Energy analysis answering machine detection

“Energy analysis” forms of answering machine detection use an algorithm that uses a short time energy function to determine when a human is speaking and when they have transitioned to silence and makes a determination as to whether the called party is a live person or an answering machine.

The algorithms typically use a short time zero crossing rate to determine if the energy detected is speech or a sinusoidal tone (or a pair of tones such as with DTMF). The short time zero crossing rate is an audio signal processing measurement used for a number of purposes.

The answering machine detection algorithm will reject tones and not mistake them for possible speech.

Energy analysis-type AMD is commonly used in predictive dialing applications.

Call Progress Analysis answering machine detection

Call progress analysis answering machine detection uses a few characteristics of answering machine messages to determine when a machine picked up instead of a human.

In particular, answering machines or voicemail messages generally use multiple words to tell the caller what to do. A human who answers typically says just a few words (like “hello, this is John” or simply “hello”).

As shown in the figures below, some AMD algorithms simply make a determination of how long an answer is.

answering machine detection detected a human rather than a machine — Answering machine detection — detecting a human

A similar analysis is done to detect an answering machine. Now, we know that most answering machines use messages that are more than a few words long (you typically wouldn't use just a single word as the message on your voicemail greeting).

In the figure below, we see that the answering machine (or voicemail) messages last longer, and many answering machine detection algorithms use this fact to determine that an answering machine answered rather than a human. These types of algorithms are sometimes referred to as “heuristic” algorithms.

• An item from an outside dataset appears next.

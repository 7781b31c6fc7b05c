// Copyright 2025-Present Datadog, Inc. https://www.datadoghq.com/
// SPDX-License-Identifier: Apache-2.0

//! Common test utilities and mocks for integration tests

pub mod mocks;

answering machine detection -- detected a machine rather than human — Answering machine detection — detected that an answering machine answered

AI/ML answering machine detection

More recently, machine learning techniques have been used to achieve greater accuracy in answering machine detection. Classification models are typically trained to classify an answer as a human answer or a machine answer. These classification models can use audio analysis or image analysis.

Here's how an image analysis model works. A machine learning training set of data is obtained (which includes both human answers and voicemail answers). The sounds are converted to mel-spectrograms (which may be represented as images).

Once the model has been trained, the model can be deployed for use in a call center and snippets of audio are converted (in real time) to mel-spectograms and processed using the machine learning model to classify each call as answered by either a human or a machine.

As these machine learning models improve, these types of answering machine detection approaches will likely be the most accurate.

When should answering machine detection be used?

Answering machine detection is a good candidate for any large outbound calling campaign that requires agents to be very efficient. For example, outbound scheduling campaigns are a good candidate for AMD.

In an outbound schedule setting campaign, the revenue made by the call center is typically low, so agents need to be very efficient. Also, when an answering machine is reached, it is possible to leave a standard voicemail message instructing the customer to call back to schedule the appointment (or event better, instructing the customer to visit a scheduling web page to self-schedule an appointment).

How will you use answering machine detection in your call center?